Il a réussi à tenir six mois, ce qui est plutôt méritoire. Et ce sont ces six mois que le film nous montre. A travers une plongée glaçante dans les arcanes des institutions européennes. Car l'intérêt du film est me semble-t-il avant tout pédagogique : ce n'est pas nécessairement du grand cinéma. Mais on y trouvera, exposé de façon limpide et plausible, quantité d'informations et de situations plutôt éclairantes. A commencer par le fonctionnement de l'Eurogroupe, instance informelle (c'est à dire sans le moindre statut ni institutionnel, ni constitutionnel), qui réunit les ministres des finances de la zone euro et qui prend à peu près toutes les décisions, avec l'appui de la BCE et du FMI, qui s'imposeront par la suite aux pays membres. Eurogroupe, qui au moment des faits, est totalement dominé par le ministre des finances allemand, ce dernier disposant du soutien d'un nombre important de pays satellites - d'Europe centrale et du nord - de l'Allemagne.

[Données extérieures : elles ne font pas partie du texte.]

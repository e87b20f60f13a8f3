pub mod auth;
pub mod bookings;
pub mod clubs;
pub mod memberships;
pub mod payments;
pub mod root;
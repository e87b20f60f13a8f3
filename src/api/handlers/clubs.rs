use axum::{
    extract::{Extension, Path, State},
    http::StatusCode,
    Json,
};
use uuid::Uuid;

use crate::{
    api::{middleware::auth::CurrentUser, state::AppState},
    domain::{
        BalanceTransaction, CheckoutTarget, Club, Court, CreateClubRequest, CreateCourtRequest,
        CreatePlanRequest, MembershipPlan, TopUpRequest,
    },
    error::Result,
    payments::CheckoutSessionCreated,
    service::{BalanceSummary, OnboardingLink},
};

pub async fn create(
    State(state): State<AppState>,
    Extension(current_user): Extension<CurrentUser>,
    Json(req): Json<CreateClubRequest>,
) -> Result<(StatusCode, Json<Club>)> {
    let club = state
        .service_context
        .club_service
        .create_club(&current_user.user, req)
        .await?;
    Ok((StatusCode::CREATED, Json(club)))
}

pub async fn get(
    State(state): State<AppState>,
    Extension(_user): Extension<CurrentUser>,
    Path(club_id): Path<Uuid>,
) -> Result<Json<Club>> {
    let club = state.service_context.club_service.get_club(club_id).await?;
    Ok(Json(club))
}

pub async fn add_court(
    State(state): State<AppState>,
    Extension(current_user): Extension<CurrentUser>,
    Path(club_id): Path<Uuid>,
    Json(req): Json<CreateCourtRequest>,
) -> Result<(StatusCode, Json<Court>)> {
    let court = state
        .service_context
        .club_service
        .add_court(&current_user.user, club_id, req)
        .await?;
    Ok((StatusCode::CREATED, Json(court)))
}

pub async fn list_courts(
    State(state): State<AppState>,
    Extension(_user): Extension<CurrentUser>,
    Path(club_id): Path<Uuid>,
) -> Result<Json<Vec<Court>>> {
    let courts = state.service_context.club_service.list_courts(club_id).await?;
    Ok(Json(courts))
}

pub async fn create_plan(
    State(state): State<AppState>,
    Extension(current_user): Extension<CurrentUser>,
    Path(club_id): Path<Uuid>,
    Json(req): Json<CreatePlanRequest>,
) -> Result<(StatusCode, Json<MembershipPlan>)> {
    let plan = state
        .service_context
        .club_service
        .create_plan(&current_user.user, club_id, req)
        .await?;
    Ok((StatusCode::CREATED, Json(plan)))
}

pub async fn list_plans(
    State(state): State<AppState>,
    Extension(_user): Extension<CurrentUser>,
    Path(club_id): Path<Uuid>,
) -> Result<Json<Vec<MembershipPlan>>> {
    let plans = state.service_context.club_service.list_plans(club_id).await?;
    Ok(Json(plans))
}

pub async fn onboard(
    State(state): State<AppState>,
    Extension(current_user): Extension<CurrentUser>,
    Path(club_id): Path<Uuid>,
) -> Result<Json<OnboardingLink>> {
    let link = state
        .service_context
        .payment_service
        .onboard_club(&current_user.user, club_id)
        .await?;
    Ok(Json(link))
}

pub async fn refresh_account(
    State(state): State<AppState>,
    Extension(current_user): Extension<CurrentUser>,
    Path(club_id): Path<Uuid>,
) -> Result<Json<Club>> {
    let club = state
        .service_context
        .payment_service
        .refresh_club_account(&current_user.user, club_id)
        .await?;
    Ok(Json(club))
}

pub async fn balance(
    State(state): State<AppState>,
    Extension(current_user): Extension<CurrentUser>,
    Path(club_id): Path<Uuid>,
) -> Result<Json<BalanceSummary>> {
    let summary = state
        .service_context
        .payment_service
        .balance(&current_user.user, club_id)
        .await?;
    Ok(Json(summary))
}

pub async fn top_up(
    State(state): State<AppState>,
    Extension(current_user): Extension<CurrentUser>,
    Path(club_id): Path<Uuid>,
    Json(req): Json<TopUpRequest>,
) -> Result<(StatusCode, Json<BalanceTransaction>)> {
    let transaction = state
        .service_context
        .payment_service
        .top_up(&current_user.user, club_id, req)
        .await?;
    Ok((StatusCode::CREATED, Json(transaction)))
}

pub async fn checkout(
    State(state): State<AppState>,
    Extension(current_user): Extension<CurrentUser>,
    Path(club_id): Path<Uuid>,
    Json(target): Json<CheckoutTarget>,
) -> Result<Json<CheckoutSessionCreated>> {
    let session = state
        .service_context
        .payment_service
        .create_checkout_session(&current_user.user, club_id, target)
        .await?;
    Ok(Json(session))
}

Le spectateur pourra ainsi déguster, au gré des tentatives de Varoufakis, quelques scènes assez réussies. Par exemple quand ce dernier croise dans les couloirs de Bercy un jeune freluquet qui répond au prénom d'Emmanuel. Que Costa Gavras n'a pas loupé, d'ailleurs, l'acteur choisi pour l'incarner ayant vraiment une tronche de cake. Au point de déclencher l'hilarité générale de la salle, remplie pour la circonstance par la promotion entière d'un DUT de gestion. Il n'a pas loupé non plus notre PS national, d'ailleurs, dont les représentants, s'ils ont une attitude bienveillante envers la Grèce, s'avèreront totalement inconsistants et sans le moindre poids politique. Complétement soumis à l'Allemagne, dans les faits. Et, s'agissant de cette dernière, la scène la plus réussie est sans doute celle où un poids lourd (au propre comme au figuré) du gouvernement Merkel déboule à l'improviste à Athènes au plus fort de la crise, dîne chez les Varoufakis en présence du gouvernement grec et s'empiffre de tzatziki et de côtelettes d'agneau en écoutant poliment ses hôtes qui essaient de le convaincre d'accepter de renégocier le MoU.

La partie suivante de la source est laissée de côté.